The latest builds now feature Mozilla’s first round of minimalistic tweaks to the skin, which include getting rid of one button in the controls. Since there’s no reason why the Refresh and Stop buttons would be used together, they’re now the same button, with the icon changing as necessary (Stop as the page is loading, Refresh once it’s finished).
Last November, Firefox 3.7 alpha code was commandeered for an unofficial test of rendering using Direct2D, the Windows graphics library that replaces the decades-old GDI. Internet Explorer 9 is slated to use Direct2D, and the early IE9 tests we saw last year (the only ones revealed thus far) showed tremendous gains in the graphics department.
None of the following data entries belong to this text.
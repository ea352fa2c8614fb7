mod fetch;
mod model;
mod provider;

pub use fetch::{HttpNewsSource, NewsSource};
pub use model::Article;
pub use provider::{Provider, filter_displayable};

use crate::config::RuntimeConfig;
use crate::open_url::open_url;
use crate::search::{SearchController, SearchState};
use crate::ui::{self, InputEvent};
use anyhow::Result;
use console::Term;
use std::sync::Arc;
use tokio::sync::mpsc;
use tokio::time::{Instant, sleep_until};

/// Interactive search session against the configured provider.
pub async fn run(cfg: &RuntimeConfig) -> Result<()> {
    let source: Arc<dyn NewsSource> = Arc::new(HttpNewsSource::new(cfg)?);
    let (key_tx, key_rx) = mpsc::channel(64);
    ui::spawn_key_reader(key_tx);

    let term = Term::stdout();
    run_session(cfg, source, key_rx, |state| ui::render(&term, cfg, state)).await?;
    Ok(())
}

/// Single fetch for `--query` runs; no debounce, no screen handling.
pub async fn search_once(cfg: &RuntimeConfig, query: &str) -> Result<Vec<Article>> {
    let source = HttpNewsSource::new(cfg)?;
    source.search(query.to_string()).await
}

/// The event loop: key events, the debounce timer, and fetch completions all
/// land here, so controller state is only ever touched from one task.
/// Returns the final state for inspection.
async fn run_session(
    cfg: &RuntimeConfig,
    source: Arc<dyn NewsSource>,
    mut input: mpsc::Receiver<InputEvent>,
    mut render: impl FnMut(&SearchState),
) -> Result<SearchState> {
    let mut controller = SearchController::new(cfg.default_query.clone(), cfg.debounce);
    let (done_tx, mut done_rx) = mpsc::channel::<(u64, Result<Vec<Article>>)>(8);

    // Startup fetch with the default query, before any typing
    start_fetch(&mut controller, &source, &done_tx);
    render(controller.state());

    loop {
        let deadline = controller.deadline();
        tokio::select! {
            event = input.recv() => {
                let Some(event) = event else { break };
                match event {
                    InputEvent::Edit(c) => controller.push_char(c),
                    InputEvent::Backspace => controller.pop_char(),
                    InputEvent::Up => controller.select_prev(),
                    InputEvent::Down => controller.select_next(),
                    InputEvent::Enter => {
                        if let Some(article) = controller.selected_article() {
                            if let Err(err) = open_url(&article.url, cfg.open_command.as_deref()) {
                                eprintln!("failed to open {}: {}", article.url, err);
                            }
                        }
                    }
                    InputEvent::Quit => break,
                }
            }
            Some((seq, result)) = done_rx.recv() => {
                controller.apply_result(seq, result);
            }
            _ = sleep_until(deadline.unwrap_or_else(Instant::now)), if deadline.is_some() => {
                start_fetch(&mut controller, &source, &done_tx);
            }
        }
        render(controller.state());
    }

    Ok(controller.state().clone())
}

// In-flight fetches are not cancelled when superseded; the sequence tag lets
// the controller drop their completions instead.
fn start_fetch(
    controller: &mut SearchController,
    source: &Arc<dyn NewsSource>,
    done_tx: &mpsc::Sender<(u64, Result<Vec<Article>>)>,
) {
    let issued = controller.begin_fetch();
    let fut = source.search(issued.query);
    let tx = done_tx.clone();
    tokio::spawn(async move {
        let result = fut.await;
        let _ = tx.send((issued.seq, result)).await;
    });
}
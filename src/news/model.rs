use time::OffsetDateTime;

/// A provider-agnostic news article, already normalized and filtered.
/// `url` doubles as the display key; every field the completeness filter
/// requires is non-empty and non-sentinel here.
#[derive(Debug, Clone, PartialEq)]
pub struct Article {
    pub title: String,
    pub description: String,
    pub url: String,
    pub image: String,
    pub source: Option<String>,
    pub published_at: Option<OffsetDateTime>,
}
But the Mozilla engineer’s test was somewhat inconclusive, resulting in a build that actually appeared to slow down page load time when rendering with Direct2D instead of GDI.
Comparative Web page load times for Firefox 3.7 Alpha 2 rendering with GDI graphics library, and Firefox 3.7 Alpha 3 rendering with Direct2D graphics library.
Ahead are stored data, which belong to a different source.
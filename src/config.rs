use crate::news::Provider;
use anyhow::{Context, Result, anyhow};
use serde::{Deserialize, Serialize};
use std::time::Duration;
use std::{env, fs, path::PathBuf};

/// On-disk shape: everything optional, defaults filled per provider.
#[derive(Debug, Clone, Serialize, Deserialize, Default)]
pub struct AppConfig {
    pub provider: Option<String>,
    pub endpoint: Option<String>,
    pub api_key: Option<String>,
    pub default_query: Option<String>,
    pub debounce_ms: Option<u64>,
    pub result_limit: Option<u32>,
    pub language: Option<String>,
    pub open_command: Option<String>,
    pub header: Option<String>,
}

#[derive(Debug, Clone)]
pub struct RuntimeConfig {
    pub provider: Provider,
    pub endpoint: String,
    pub api_key: String,
    pub default_query: String,
    pub debounce: Duration,
    pub result_limit: u32,
    pub language: String,
    pub open_command: Option<String>,
    pub header: Option<String>,
}

/// Env var consulted before the config file for the provider credential.
/// The key never lives in source.
pub const API_KEY_ENV: &str = "NEWS_API_KEY";

pub fn load(config_override: Option<String>) -> Result<RuntimeConfig> {
    // An explicit --config that does not exist is an error; a missing
    // default path just means defaults.
    if let Some(path_str) = config_override {
        let p = PathBuf::from(&path_str);
        if !p.is_file() {
            return Err(anyhow!("config file not found: {}", path_str));
        }
        return resolve(read_config(&p)?);
    }

    if let Some(path) = default_config_path() {
        if path.is_file() {
            return resolve(read_config(&path)?);
        }
    }

    resolve(AppConfig::default())
}

fn read_config(path: &PathBuf) -> Result<AppConfig> {
    let txt = fs::read_to_string(path)
        .with_context(|| format!("failed to read config: {}", path.display()))?;
    toml::from_str(&txt).with_context(|| format!("failed to parse toml: {}", path.display()))
}

fn resolve(cfg: AppConfig) -> Result<RuntimeConfig> {
    let provider = match cfg.provider.as_deref() {
        Some(name) => Provider::from_name(name)?,
        None => Provider::GNews,
    };

    let api_key = env::var(API_KEY_ENV)
        .ok()
        .filter(|k| !k.trim().is_empty())
        .or(cfg.api_key)
        .filter(|k| !k.trim().is_empty())
        .ok_or_else(|| {
            anyhow!(
                "no API key configured; set {} or add api_key to the config file",
                API_KEY_ENV
            )
        })?;

    Ok(RuntimeConfig {
        provider,
        endpoint: cfg
            .endpoint
            .unwrap_or_else(|| provider.default_endpoint().to_string()),
        api_key,
        default_query: cfg
            .default_query
            .unwrap_or_else(|| provider.default_query().to_string()),
        debounce: Duration::from_millis(cfg.debounce_ms.unwrap_or(500)),
        result_limit: cfg.result_limit.unwrap_or(10),
        language: cfg.language.unwrap_or_else(|| "en".to_string()),
        open_command: cfg.open_command,
        header: cfg.header,
    })
}

fn default_config_path() -> Option<PathBuf> {
    if let Ok(xdg) = env::var("XDG_CONFIG_HOME") {
        let mut p = PathBuf::from(xdg);
        p.push("news-search");
        p.push("config.toml");
        return Some(p);
    }
    if let Ok(home) = env::var("HOME") {
        let mut p = PathBuf::from(home);
        p.push(".config");
        p.push("news-search");
        p.push("config.toml");
        return Some(p);
    }
    None
}

#[cfg(test)]
mod tests {
    use super::*;

    #[test]
    fn defaults_fill_in_per_provider() {
        let cfg = resolve(AppConfig {
            api_key: Some("k".into()),
            ..AppConfig::default()
        })
        .unwrap();
        assert_eq!(cfg.provider, Provider::GNews);
        assert_eq!(cfg.endpoint, "https://gnews.io/api/v4/search");
        assert_eq!(cfg.default_query, "soccer");
        assert_eq!(cfg.debounce, Duration::from_millis(500));
        assert_eq!(cfg.result_limit, 10);
        assert_eq!(cfg.language, "en");
    }

    #[test]
    fn newsapi_provider_switches_defaults() {
        let cfg = resolve(AppConfig {
            provider: Some("newsapi".into()),
            api_key: Some("k".into()),
            ..AppConfig::default()
        })
        .unwrap();
        assert_eq!(cfg.provider, Provider::NewsApi);
        assert_eq!(cfg.endpoint, "https://newsapi.org/v2/everything");
        assert_eq!(cfg.default_query, "latest soccer");
    }

    #[test]
    fn missing_api_key_is_a_startup_error() {
        // Only meaningful when the env var is not set in the test environment
        if env::var(API_KEY_ENV).is_ok() {
            return;
        }
        let err = resolve(AppConfig::default()).unwrap_err();
        assert!(err.to_string().contains(API_KEY_ENV));
    }

    #[test]
    fn explicit_settings_win_over_defaults() {
        let cfg = resolve(AppConfig {
            api_key: Some("k".into()),
            endpoint: Some("https://proxy.internal/search".into()),
            default_query: Some("markets".into()),
            debounce_ms: Some(250),
            result_limit: Some(5),
            language: Some("fr".into()),
            ..AppConfig::default()
        })
        .unwrap();
        assert_eq!(cfg.endpoint, "https://proxy.internal/search");
        assert_eq!(cfg.default_query, "markets");
        assert_eq!(cfg.debounce, Duration::from_millis(250));
        assert_eq!(cfg.result_limit, 5);
        assert_eq!(cfg.language, "fr");
    }

    #[test]
    fn unknown_provider_name_is_rejected() {
        let err = resolve(AppConfig {
            provider: Some("reuters-direct".into()),
            api_key: Some("k".into()),
            ..AppConfig::default()
        })
        .unwrap_err();
        assert!(err.to_string().contains("unknown provider"));
    }
}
Now with Direct2D support having been officially welded into the latest Firefox 3.7 alphas for the first time, the results are a little more like what folks expected: In a test (originally suggested to us by Microsoft) of page load times for 26 leading Web sites, a daily Alpha 3 build with Direct2D rendering turned on did load pages, on average, 5% faster than the latest general Alpha 2 with Direct2D turned off. But as the graph shows, test results per page could vary wildly, and more often than not, Alpha 3 was much faster than that.
From what I can see with my own two eyes, Direct2D rendering on Firefox 3.7 (and the early IE9, for that matter) is crisper, cleaner, and snappier than with GDI. As this feature becomes more prevalent in browsers everywhere, in turn, it will become relevant to more users. So at some time in the near future, it will become necessary to include graphics library rendering time as an element of Betanews’ “comprehensive” browser tests, if we truly wish to go on using that word to describe them.
It’s usually Microsoft that keeps telling us that true browser performance is something its user can see and feel. Coming from the manufacturer of the perennial slowest browser in the field, that must be a heartfelt statement. In the next few weeks, Microsoft will be making its case for browser performance — something it hasn’t been able to lay claim to for some time. Until that company gives folks reason to go back to being disappointed, IE9 will be perceived as gaining on Firefox.
Which means, Mozilla cannot afford any more to evolve on its own schedule; in this competitive environment (which is what it said it wanted), the schedule is set for it. Firefox 3.7 needs to put all these improvements together and demonstrate it can continue to revolutionize browser architecture, even if it doesn’t quite catch up with Safari or the others just yet. But then, it needs to knock Firefox 4.0 into the stratosphere, because in a market that’s becoming more knowledgeable about its environment by the day, consumers don’t place bets on the also-ran for very long.